» **Try it**
Match the string "blob" against each line below, and copy every line that matches.

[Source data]

========================

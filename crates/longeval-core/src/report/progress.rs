//! Progress reporting. Executors emit done/total in completion order; the
//! console layer consumes via a sink.

use std::sync::Arc;

/// One progress update: how many items are done and total count.
#[derive(Debug, Clone, Copy)]
pub struct ProgressEvent {
    pub done: usize,
    pub total: usize,
}

/// Sink for progress events. Executors call this each time an item completes
/// (successfully or not). Implementations may throttle.
pub type ProgressSink = Arc<dyn Fn(ProgressEvent) + Send + Sync>;
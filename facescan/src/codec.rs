//! Embedding blob encoding: little-endian f32, no header.

use crate::{ScanError, ScanResult};

/// Serializes an embedding to raw little-endian f32 bytes.
pub fn encode_embedding(emb: &[f32]) -> Vec<u8> {
    let mut out = Vec::with_capacity(emb.len() * 4);
    for x in emb {
        out.extend_from_slice(&x.to_le_bytes());
    }
    out
}

/// Parses bytes produced by [`encode_embedding`].
pub fn decode_embedding(data: &[u8]) -> ScanResult<Vec<f32>> {
    if data.len() % 4 != 0 {
        return Err(ScanError::Codec(format!(
            "embedding blob length {} is not a multiple of 4",
            data.len()
        )));
    }
    Ok(data
        .chunks_exact(4)
        .map(|c| f32::from_le_bytes([c[0], c[1], c[2], c[3]]))
        .collect())
}
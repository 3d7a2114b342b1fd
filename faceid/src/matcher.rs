use std::collections::BTreeMap;

use crate::vecops::{check_dim, check_threshold, norm, normalize, unit_distance};
use crate::FaceIdError;

/// Identities with at least this many reference samples must pass the
/// close-sample vote.
pub const VOTE_MIN_SAMPLES: usize = 3;

/// Minimum fraction of an identity's samples that must be close to the query.
pub const VOTE_MIN_FRACTION: f32 = 0.30;

/// A sample is "close" when within `min(threshold * VOTE_RADIUS_FACTOR, VOTE_RADIUS_CAP)`.
pub const VOTE_RADIUS_FACTOR: f32 = 2.0;
pub const VOTE_RADIUS_CAP: f32 = 0.80;

/// Winning identity of a match, with the evidence behind it.
#[derive(Debug, Clone, PartialEq)]
pub struct Match<I> {
    pub id: I,
    /// Smallest cosine distance from the query to any of the identity's samples.
    pub distance: f32,
    /// Number of reference samples the identity has.
    pub samples: usize,
    /// How many of those samples fell inside the vote radius.
    pub close: usize,
}

/// Returns the identity in `known` that best supports `query`, or `None`.
///
/// See [`Matcher::best_match`] for the voting rules. The embedding length
/// is taken from `query`; every known sample must share it. An empty
/// `query` is [`FaceIdError::InvalidDimension`] unless `known` is empty.
pub fn find_best_match<I, V>(query: &[f32], known: &[(I, V)], threshold: f32) -> Result<Option<I>, FaceIdError>
where
    I: Copy + Ord,
    V: AsRef<[f32]>,
{
    if known.is_empty() {
        check_threshold(threshold)?;
        return Ok(None);
    }
    let matcher = Matcher::new(query.len(), threshold)?;
    Ok(matcher.best_match(query, known)?.map(|m| m.id))
}

/// Per-identity voting matcher bound to a fixed embedding length.
#[derive(Debug, Clone)]
pub struct Matcher {
    pub(crate) dim: usize,
    pub(crate) threshold: f32,
}

impl Matcher {
    /// Creates a matcher. Fails on an invalid threshold or a zero `dim`.
    pub fn new(dim: usize, threshold: f32) -> Result<Self, FaceIdError> {
        if dim == 0 {
            return Err(FaceIdError::InvalidDimension);
        }
        check_threshold(threshold)?;
        Ok(Self { dim, threshold })
    }

    pub fn threshold(&self) -> f32 {
        self.threshold
    }

    /// Cosine-distance radius used by the close-sample vote.
    pub fn vote_radius(&self) -> f32 {
        (self.threshold * VOTE_RADIUS_FACTOR).min(VOTE_RADIUS_CAP)
    }

    /// Matches `query` against labelled samples `(identity, embedding)`.
    ///
    /// Distances are grouped per identity and each identity is scored by
    /// its closest sample. Identities with [`VOTE_MIN_SAMPLES`] or more
    /// samples are dropped unless at least [`VOTE_MIN_FRACTION`] of them
    /// lie within [`Matcher::vote_radius`], which keeps one stray sample
    /// from carrying an otherwise dissimilar identity. The surviving
    /// identity with the smallest distance wins if that distance is below
    /// the threshold.
    ///
    /// Identities are visited in ascending order and only a strictly
    /// smaller distance replaces the leader, so ties go to the lowest id.
    ///
    /// Returns `None` for empty `known` or a zero query.
    pub fn best_match<I, V>(&self, query: &[f32], known: &[(I, V)]) -> Result<Option<Match<I>>, FaceIdError>
    where
        I: Copy + Ord,
        V: AsRef<[f32]>,
    {
        check_threshold(self.threshold)?;
        if known.is_empty() {
            return Ok(None);
        }
        check_dim(self.dim, query)?;
        for (_, emb) in known {
            check_dim(self.dim, emb.as_ref())?;
        }
        if norm(query) == 0.0 {
            return Ok(None);
        }

        let q = normalize(query);
        let mut per_identity: BTreeMap<I, Vec<f32>> = BTreeMap::new();
        for (id, emb) in known {
            let d = unit_distance(&q, &normalize(emb.as_ref()));
            per_identity.entry(*id).or_default().push(d);
        }

        let radius = self.vote_radius();
        let mut best: Option<Match<I>> = None;
        for (id, dists) in per_identity {
            let min = dists.iter().copied().fold(f32::INFINITY, f32::min);
            let close = dists.iter().filter(|&&d| d < radius).count();
            let samples = dists.len();

            if samples >= VOTE_MIN_SAMPLES && (close as f32 / samples as f32) < VOTE_MIN_FRACTION {
                continue;
            }
            if best.as_ref().is_none_or(|b| min < b.distance) {
                best = Some(Match {
                    id,
                    distance: min,
                    samples,
                    close,
                });
            }
        }

        Ok(best.filter(|m| m.distance < self.threshold))
    }
}
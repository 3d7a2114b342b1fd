use std::fmt;
use std::path::PathBuf;

use chrono::{DateTime, Utc};
use serde::{Deserialize, Serialize};

macro_rules! id_type {
    ($(#[$meta:meta])* $name:ident, $prefix:literal) => {
        $(#[$meta])*
        #[derive(Debug, Clone, Copy, PartialEq, Eq, PartialOrd, Ord, Hash, Serialize, Deserialize)]
        #[serde(transparent)]
        pub struct $name(pub i64);

        impl fmt::Display for $name {
            fn fmt(&self, f: &mut fmt::Formatter<'_>) -> fmt::Result {
                write!(f, concat!($prefix, ":{}"), self.0)
            }
        }
    };
}

id_type!(
    /// Identifier of an indexed photo.
    PhotoId,
    "photo"
);
id_type!(
    /// Identifier of a stored face detection.
    FaceId,
    "face"
);
id_type!(
    /// Identifier of a user-curated identity.
    PersonId,
    "person"
);

/// Face bounding box in image pixels.
#[derive(Debug, Clone, Copy, PartialEq, Eq, Default, Serialize, Deserialize)]
pub struct BoundingBox {
    pub x: i32,
    pub y: i32,
    pub w: i32,
    pub h: i32,
}

impl BoundingBox {
    pub fn new(x: i32, y: i32, w: i32, h: i32) -> Self {
        Self { x, y, w, h }
    }

    pub fn area(&self) -> i64 {
        self.w.max(0) as i64 * self.h.max(0) as i64
    }
}

/// A face as reported by a detector, before it is stored.
#[derive(Debug, Clone, PartialEq, Serialize, Deserialize)]
pub struct DetectedFace {
    pub bbox: BoundingBox,

    /// Absent when the backend only localizes faces.
    #[serde(default, skip_serializing_if = "Option::is_none")]
    pub embedding: Option<Vec<f32>>,

    pub confidence: f32,
}

/// Everything a detector found in one image.
#[derive(Debug, Clone, Default, PartialEq, Serialize, Deserialize)]
pub struct Detection {
    pub faces: Vec<DetectedFace>,

    /// Image `(width, height)` in pixels, when the backend knows it.
    #[serde(default, skip_serializing_if = "Option::is_none")]
    pub image_size: Option<(u32, u32)>,
}

/// An indexed photo.
#[derive(Debug, Clone, PartialEq, Serialize, Deserialize)]
pub struct Photo {
    pub id: PhotoId,
    pub path: PathBuf,

    /// Hex digest of the file contents at the time of indexing.
    pub content_hash: String,

    pub file_size: u64,
    pub indexed_at: DateTime<Utc>,
}

/// Input for [`crate::GalleryStore::upsert_photo`].
#[derive(Debug, Clone, PartialEq)]
pub struct NewPhoto {
    pub path: PathBuf,
    pub content_hash: String,
    pub file_size: u64,
}

/// A stored face detection.
#[derive(Debug, Clone, PartialEq, Serialize, Deserialize)]
pub struct FaceRecord {
    pub id: FaceId,
    pub photo_id: PhotoId,
    pub bbox: BoundingBox,

    #[serde(default, skip_serializing_if = "Option::is_none")]
    pub embedding: Option<Vec<f32>>,

    pub confidence: f32,

    /// Encoded crop, opaque to this crate.
    #[serde(default, skip_serializing_if = "Option::is_none")]
    pub thumbnail: Option<Vec<u8>>,
}

/// Input for [`crate::GalleryStore::insert_face`].
#[derive(Debug, Clone, PartialEq)]
pub struct NewFace {
    pub photo_id: PhotoId,
    pub bbox: BoundingBox,
    pub embedding: Option<Vec<f32>>,
    pub confidence: f32,
    pub thumbnail: Option<Vec<u8>>,
}

impl NewFace {
    pub fn from_detection(photo_id: PhotoId, face: &DetectedFace) -> Self {
        Self {
            photo_id,
            bbox: face.bbox,
            embedding: face.embedding.clone(),
            confidence: face.confidence,
            thumbnail: None,
        }
    }
}

/// A named identity.
#[derive(Debug, Clone, PartialEq, Serialize, Deserialize)]
pub struct PersonIdentity {
    pub id: PersonId,
    pub name: String,

    #[serde(default, skip_serializing_if = "Option::is_none")]
    pub notes: Option<String>,

    /// Face shown for this identity.
    #[serde(default, skip_serializing_if = "Option::is_none")]
    pub representative: Option<FaceId>,

    pub created_at: DateTime<Utc>,
}

/// Partial update for [`crate::GalleryStore::update_person`]; `None`
/// fields are left unchanged.
#[derive(Debug, Clone, Default, PartialEq)]
pub struct PersonUpdate {
    pub name: Option<String>,
    pub notes: Option<String>,
    pub representative: Option<FaceId>,
}

/// Outcome of one scan run.
#[derive(Debug, Clone, Copy, Default, PartialEq, Eq, Serialize, Deserialize)]
pub struct ScanSummary {
    /// Image files found across all folders.
    pub total: usize,
    /// Files that went through face detection.
    pub added: usize,
    /// Unchanged files plus files that failed.
    pub skipped: usize,
    pub faces_found: usize,
    pub auto_assigned: usize,
    /// True when the run stopped early on request.
    pub cancelled: bool,
}

/// Progress report emitted before each file is processed.
#[derive(Debug, Clone, PartialEq, Eq)]
pub struct ScanProgress {
    /// 1-based index of the file about to be processed.
    pub current: usize,
    pub total: usize,
    pub message: String,
}

/// Unlabelled faces believed to share one identity.
#[derive(Debug, Clone, PartialEq, Eq, Serialize, Deserialize)]
pub struct FaceCluster {
    pub face_ids: Vec<FaceId>,

    /// Existing identity whose samples match the cluster centroid.
    #[serde(default, skip_serializing_if = "Option::is_none")]
    pub suggestion: Option<PersonId>,
}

========================

» **Result of this exercise**
//! Embedding blob encoding: little-endian f32, no header.
            "embedding blob length {} is not a multiple of 4",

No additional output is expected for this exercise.